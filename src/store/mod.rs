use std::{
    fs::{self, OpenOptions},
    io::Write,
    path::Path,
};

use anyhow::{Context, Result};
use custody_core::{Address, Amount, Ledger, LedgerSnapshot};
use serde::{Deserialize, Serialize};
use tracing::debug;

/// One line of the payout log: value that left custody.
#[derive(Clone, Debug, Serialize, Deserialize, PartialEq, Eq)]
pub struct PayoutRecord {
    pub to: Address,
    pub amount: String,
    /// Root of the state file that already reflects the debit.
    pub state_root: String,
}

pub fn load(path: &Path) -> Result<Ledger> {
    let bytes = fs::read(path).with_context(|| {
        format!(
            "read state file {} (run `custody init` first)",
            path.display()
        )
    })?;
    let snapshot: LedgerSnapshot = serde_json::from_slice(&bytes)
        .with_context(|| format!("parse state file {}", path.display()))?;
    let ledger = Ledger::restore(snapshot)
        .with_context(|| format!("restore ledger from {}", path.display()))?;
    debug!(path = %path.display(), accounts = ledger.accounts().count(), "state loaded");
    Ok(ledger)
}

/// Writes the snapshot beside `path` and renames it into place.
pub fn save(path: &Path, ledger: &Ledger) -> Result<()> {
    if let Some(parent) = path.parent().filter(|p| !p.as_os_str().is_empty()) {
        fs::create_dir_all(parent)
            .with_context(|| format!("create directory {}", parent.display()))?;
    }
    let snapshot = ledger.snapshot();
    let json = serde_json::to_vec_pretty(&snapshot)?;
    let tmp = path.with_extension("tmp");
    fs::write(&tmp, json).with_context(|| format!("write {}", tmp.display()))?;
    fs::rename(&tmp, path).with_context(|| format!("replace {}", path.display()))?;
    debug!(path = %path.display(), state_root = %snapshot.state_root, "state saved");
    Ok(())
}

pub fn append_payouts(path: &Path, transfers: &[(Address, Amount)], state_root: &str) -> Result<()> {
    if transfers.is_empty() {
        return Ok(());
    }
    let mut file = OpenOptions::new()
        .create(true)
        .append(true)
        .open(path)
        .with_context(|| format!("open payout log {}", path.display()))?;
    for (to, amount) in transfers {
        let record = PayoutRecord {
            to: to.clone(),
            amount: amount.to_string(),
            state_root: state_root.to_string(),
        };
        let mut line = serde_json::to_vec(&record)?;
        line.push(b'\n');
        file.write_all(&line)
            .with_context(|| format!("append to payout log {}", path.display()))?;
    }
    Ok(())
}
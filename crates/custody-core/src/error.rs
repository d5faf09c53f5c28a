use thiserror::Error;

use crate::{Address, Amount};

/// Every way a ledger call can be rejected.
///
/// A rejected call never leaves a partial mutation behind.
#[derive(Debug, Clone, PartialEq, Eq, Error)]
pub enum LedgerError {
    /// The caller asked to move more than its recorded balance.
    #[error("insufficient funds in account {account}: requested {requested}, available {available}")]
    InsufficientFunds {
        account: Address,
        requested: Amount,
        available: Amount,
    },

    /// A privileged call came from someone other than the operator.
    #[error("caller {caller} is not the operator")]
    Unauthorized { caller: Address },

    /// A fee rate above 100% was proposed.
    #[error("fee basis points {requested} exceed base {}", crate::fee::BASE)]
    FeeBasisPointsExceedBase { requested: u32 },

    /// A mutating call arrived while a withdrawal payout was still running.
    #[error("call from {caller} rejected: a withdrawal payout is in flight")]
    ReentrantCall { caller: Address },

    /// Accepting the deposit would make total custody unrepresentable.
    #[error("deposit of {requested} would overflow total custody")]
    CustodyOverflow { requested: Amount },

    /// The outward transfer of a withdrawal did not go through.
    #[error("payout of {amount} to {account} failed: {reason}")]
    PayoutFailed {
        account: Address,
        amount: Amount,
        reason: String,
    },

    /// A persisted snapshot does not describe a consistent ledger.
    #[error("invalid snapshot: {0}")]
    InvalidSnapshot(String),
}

·····

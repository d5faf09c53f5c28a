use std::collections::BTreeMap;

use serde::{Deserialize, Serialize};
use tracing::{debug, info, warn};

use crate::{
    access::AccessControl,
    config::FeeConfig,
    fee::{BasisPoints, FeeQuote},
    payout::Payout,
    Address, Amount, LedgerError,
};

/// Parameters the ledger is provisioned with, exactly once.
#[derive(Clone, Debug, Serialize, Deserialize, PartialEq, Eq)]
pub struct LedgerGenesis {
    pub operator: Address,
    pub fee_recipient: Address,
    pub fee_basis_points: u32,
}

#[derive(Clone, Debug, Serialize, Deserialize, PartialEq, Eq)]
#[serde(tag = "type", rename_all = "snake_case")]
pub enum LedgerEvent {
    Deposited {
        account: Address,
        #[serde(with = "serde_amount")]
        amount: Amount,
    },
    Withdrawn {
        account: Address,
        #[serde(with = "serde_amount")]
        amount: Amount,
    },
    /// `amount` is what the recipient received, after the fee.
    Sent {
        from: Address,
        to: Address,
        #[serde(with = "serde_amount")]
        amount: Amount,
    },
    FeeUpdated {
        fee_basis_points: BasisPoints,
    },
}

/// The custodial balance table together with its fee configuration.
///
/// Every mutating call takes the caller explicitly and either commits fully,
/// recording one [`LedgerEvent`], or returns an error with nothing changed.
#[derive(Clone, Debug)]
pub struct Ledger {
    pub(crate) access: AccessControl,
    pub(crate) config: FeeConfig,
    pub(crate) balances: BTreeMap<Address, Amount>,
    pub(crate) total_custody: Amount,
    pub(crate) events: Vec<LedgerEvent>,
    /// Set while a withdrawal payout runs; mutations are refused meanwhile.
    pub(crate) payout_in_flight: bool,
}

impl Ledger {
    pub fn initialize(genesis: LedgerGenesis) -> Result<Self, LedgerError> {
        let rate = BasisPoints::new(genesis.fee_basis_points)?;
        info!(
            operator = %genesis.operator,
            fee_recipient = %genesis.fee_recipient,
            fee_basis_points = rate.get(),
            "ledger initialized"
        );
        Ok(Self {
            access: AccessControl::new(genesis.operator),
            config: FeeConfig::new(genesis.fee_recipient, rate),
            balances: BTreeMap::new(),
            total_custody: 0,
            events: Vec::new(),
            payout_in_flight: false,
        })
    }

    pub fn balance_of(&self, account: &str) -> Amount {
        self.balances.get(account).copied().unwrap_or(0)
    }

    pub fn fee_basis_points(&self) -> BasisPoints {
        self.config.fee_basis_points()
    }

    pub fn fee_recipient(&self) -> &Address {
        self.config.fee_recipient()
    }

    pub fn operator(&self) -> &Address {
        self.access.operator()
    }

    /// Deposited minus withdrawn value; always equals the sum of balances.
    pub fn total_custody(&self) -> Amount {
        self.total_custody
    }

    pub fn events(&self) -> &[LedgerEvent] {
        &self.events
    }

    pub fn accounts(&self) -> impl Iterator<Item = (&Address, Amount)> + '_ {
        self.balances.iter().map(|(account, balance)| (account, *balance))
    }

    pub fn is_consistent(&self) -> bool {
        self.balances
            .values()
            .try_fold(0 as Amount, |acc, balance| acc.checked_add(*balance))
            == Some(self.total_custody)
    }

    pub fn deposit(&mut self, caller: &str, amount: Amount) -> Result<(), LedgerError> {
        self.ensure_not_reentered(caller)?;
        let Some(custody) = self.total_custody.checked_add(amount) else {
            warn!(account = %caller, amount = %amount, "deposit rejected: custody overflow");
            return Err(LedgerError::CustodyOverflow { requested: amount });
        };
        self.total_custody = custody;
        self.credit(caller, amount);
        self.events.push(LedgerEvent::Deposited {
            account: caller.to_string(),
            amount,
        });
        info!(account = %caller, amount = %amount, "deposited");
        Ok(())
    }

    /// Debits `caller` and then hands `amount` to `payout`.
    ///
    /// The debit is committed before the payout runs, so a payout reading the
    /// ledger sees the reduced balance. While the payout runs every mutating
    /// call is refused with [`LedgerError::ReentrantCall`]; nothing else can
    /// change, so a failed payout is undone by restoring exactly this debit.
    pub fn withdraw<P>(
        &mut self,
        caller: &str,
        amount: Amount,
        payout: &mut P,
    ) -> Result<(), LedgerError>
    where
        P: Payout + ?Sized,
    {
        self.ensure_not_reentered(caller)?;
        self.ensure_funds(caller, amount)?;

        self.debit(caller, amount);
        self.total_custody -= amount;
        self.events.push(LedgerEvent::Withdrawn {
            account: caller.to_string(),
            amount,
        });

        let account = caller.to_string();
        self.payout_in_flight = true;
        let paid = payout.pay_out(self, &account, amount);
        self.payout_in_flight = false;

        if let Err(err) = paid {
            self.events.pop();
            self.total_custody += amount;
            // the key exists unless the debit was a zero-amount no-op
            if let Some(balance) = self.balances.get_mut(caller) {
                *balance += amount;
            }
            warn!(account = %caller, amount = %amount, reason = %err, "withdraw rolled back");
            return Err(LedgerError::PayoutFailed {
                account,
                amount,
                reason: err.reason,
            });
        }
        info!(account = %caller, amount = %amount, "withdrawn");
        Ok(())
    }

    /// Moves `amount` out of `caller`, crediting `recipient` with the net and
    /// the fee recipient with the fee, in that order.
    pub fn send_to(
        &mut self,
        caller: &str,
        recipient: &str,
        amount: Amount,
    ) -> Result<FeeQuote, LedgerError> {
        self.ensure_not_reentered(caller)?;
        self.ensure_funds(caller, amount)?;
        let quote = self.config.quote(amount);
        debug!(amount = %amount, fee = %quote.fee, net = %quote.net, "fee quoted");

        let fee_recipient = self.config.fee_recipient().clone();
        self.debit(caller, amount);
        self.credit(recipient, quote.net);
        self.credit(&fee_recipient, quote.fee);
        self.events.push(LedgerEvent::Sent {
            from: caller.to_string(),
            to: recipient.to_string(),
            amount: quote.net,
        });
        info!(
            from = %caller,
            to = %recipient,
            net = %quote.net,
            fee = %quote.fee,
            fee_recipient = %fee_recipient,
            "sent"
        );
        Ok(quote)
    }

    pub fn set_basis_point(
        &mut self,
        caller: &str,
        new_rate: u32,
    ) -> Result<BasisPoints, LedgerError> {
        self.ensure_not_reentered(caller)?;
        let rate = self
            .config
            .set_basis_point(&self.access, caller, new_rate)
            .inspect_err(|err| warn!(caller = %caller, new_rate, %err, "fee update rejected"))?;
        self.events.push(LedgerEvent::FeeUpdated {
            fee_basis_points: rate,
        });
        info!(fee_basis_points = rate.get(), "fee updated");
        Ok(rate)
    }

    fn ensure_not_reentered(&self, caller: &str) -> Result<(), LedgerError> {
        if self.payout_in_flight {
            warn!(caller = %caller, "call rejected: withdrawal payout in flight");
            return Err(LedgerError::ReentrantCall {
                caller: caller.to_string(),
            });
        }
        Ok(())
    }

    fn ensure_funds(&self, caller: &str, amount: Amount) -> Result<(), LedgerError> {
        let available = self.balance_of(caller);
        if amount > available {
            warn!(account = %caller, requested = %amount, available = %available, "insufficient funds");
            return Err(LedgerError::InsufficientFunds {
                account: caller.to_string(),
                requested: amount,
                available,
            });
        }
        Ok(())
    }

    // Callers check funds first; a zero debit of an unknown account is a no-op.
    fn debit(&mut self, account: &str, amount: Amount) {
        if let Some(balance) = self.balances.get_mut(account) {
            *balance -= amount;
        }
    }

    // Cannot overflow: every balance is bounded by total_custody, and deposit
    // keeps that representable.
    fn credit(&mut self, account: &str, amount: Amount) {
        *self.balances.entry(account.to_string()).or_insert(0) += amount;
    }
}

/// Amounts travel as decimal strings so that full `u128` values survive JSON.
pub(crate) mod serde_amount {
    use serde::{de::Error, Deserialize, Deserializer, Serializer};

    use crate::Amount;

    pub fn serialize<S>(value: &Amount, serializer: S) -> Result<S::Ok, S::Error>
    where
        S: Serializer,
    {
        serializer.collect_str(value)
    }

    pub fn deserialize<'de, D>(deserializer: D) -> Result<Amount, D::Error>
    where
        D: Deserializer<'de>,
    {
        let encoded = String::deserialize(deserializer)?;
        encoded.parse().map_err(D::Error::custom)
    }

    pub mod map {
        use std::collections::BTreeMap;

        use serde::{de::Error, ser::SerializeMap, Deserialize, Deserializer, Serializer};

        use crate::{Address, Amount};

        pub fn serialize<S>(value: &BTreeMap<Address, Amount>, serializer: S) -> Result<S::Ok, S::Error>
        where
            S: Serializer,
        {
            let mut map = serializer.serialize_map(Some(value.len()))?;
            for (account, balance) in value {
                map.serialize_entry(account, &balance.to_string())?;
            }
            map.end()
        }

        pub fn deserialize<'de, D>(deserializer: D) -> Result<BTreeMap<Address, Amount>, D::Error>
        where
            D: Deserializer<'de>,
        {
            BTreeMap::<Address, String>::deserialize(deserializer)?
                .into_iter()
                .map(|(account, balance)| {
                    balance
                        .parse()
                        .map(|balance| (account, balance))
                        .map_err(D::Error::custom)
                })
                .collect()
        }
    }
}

·····

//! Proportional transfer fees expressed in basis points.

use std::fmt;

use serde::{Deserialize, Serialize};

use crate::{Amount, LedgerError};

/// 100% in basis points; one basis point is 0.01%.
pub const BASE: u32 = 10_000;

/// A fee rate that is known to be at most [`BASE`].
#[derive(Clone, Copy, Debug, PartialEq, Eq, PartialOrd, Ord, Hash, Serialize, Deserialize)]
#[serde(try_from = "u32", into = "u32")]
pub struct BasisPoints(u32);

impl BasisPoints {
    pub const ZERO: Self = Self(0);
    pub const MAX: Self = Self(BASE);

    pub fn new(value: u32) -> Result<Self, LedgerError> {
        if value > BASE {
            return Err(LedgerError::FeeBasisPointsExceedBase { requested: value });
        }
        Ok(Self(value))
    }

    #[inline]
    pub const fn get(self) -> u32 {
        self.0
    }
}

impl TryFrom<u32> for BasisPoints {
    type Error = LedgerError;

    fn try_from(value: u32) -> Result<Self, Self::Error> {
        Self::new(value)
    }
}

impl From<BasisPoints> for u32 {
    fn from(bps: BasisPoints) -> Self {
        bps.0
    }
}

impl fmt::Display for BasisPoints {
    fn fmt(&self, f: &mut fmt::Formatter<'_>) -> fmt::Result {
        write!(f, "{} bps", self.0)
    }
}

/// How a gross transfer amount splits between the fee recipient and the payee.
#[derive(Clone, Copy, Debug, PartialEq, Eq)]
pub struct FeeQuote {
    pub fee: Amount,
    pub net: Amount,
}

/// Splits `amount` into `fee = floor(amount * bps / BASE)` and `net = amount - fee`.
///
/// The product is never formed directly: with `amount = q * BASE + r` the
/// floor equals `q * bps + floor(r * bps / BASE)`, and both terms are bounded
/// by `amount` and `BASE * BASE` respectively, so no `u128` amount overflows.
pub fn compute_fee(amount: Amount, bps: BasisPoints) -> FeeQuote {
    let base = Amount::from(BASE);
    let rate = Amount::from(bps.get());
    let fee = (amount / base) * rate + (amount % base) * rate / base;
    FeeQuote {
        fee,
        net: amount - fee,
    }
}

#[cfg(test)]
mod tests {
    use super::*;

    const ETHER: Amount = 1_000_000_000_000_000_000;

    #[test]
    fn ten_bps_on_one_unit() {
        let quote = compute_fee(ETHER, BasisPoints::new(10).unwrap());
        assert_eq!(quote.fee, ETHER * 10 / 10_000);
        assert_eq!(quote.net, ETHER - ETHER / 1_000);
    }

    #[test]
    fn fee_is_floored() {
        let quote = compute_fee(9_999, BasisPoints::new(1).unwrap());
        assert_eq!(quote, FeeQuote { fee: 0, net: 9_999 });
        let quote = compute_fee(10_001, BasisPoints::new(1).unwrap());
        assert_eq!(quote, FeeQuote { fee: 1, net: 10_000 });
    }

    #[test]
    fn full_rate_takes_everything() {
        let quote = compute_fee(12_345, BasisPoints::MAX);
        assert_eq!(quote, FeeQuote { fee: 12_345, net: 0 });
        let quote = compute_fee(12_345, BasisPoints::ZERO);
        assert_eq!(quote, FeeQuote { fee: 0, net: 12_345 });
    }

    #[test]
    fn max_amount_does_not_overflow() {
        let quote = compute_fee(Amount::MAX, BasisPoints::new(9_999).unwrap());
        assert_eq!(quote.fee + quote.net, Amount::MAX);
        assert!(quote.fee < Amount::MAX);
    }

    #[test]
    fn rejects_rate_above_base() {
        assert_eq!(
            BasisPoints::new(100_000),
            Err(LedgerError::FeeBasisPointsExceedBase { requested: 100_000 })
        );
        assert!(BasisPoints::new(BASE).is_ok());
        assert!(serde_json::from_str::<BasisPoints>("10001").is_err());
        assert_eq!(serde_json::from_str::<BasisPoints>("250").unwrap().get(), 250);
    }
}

·····

How to complete this task.
Only those lines of the entries above that run from the line containing "-> Result<BasisPoints, LedgerError>" to the line containing "pub(crate) mod serde_amount", both included, should be transcribed exactly.

Output of the exercise.
    ) -> Result<BasisPoints, LedgerError> {
        self.ensure_not_reentered(caller)?;
        let rate = self
            .config
            .set_basis_point(&self.access, caller, new_rate)
            .inspect_err(|err| warn!(caller = %caller, new_rate, %err, "fee update rejected"))?;
        self.events.push(LedgerEvent::FeeUpdated {
            fee_basis_points: rate,
        });
        info!(fee_basis_points = rate.get(), "fee updated");
        Ok(rate)
    }

    fn ensure_not_reentered(&self, caller: &str) -> Result<(), LedgerError> {
        if self.payout_in_flight {
            warn!(caller = %caller, "call rejected: withdrawal payout in flight");
            return Err(LedgerError::ReentrantCall {
                caller: caller.to_string(),
            });
        }
        Ok(())
    }

    fn ensure_funds(&self, caller: &str, amount: Amount) -> Result<(), LedgerError> {
        let available = self.balance_of(caller);
        if amount > available {
            warn!(account = %caller, requested = %amount, available = %available, "insufficient funds");
            return Err(LedgerError::InsufficientFunds {
                account: caller.to_string(),
                requested: amount,
                available,
            });
        }
        Ok(())
    }

    // Callers check funds first; a zero debit of an unknown account is a no-op.
    fn debit(&mut self, account: &str, amount: Amount) {
        if let Some(balance) = self.balances.get_mut(account) {
            *balance -= amount;
        }
    }

    // Cannot overflow: every balance is bounded by total_custody, and deposit
    // keeps that representable.
    fn credit(&mut self, account: &str, amount: Amount) {
        *self.balances.entry(account.to_string()).or_insert(0) += amount;
    }
}

/// Amounts travel as decimal strings so that full `u128` values survive JSON.
pub(crate) mod serde_amount {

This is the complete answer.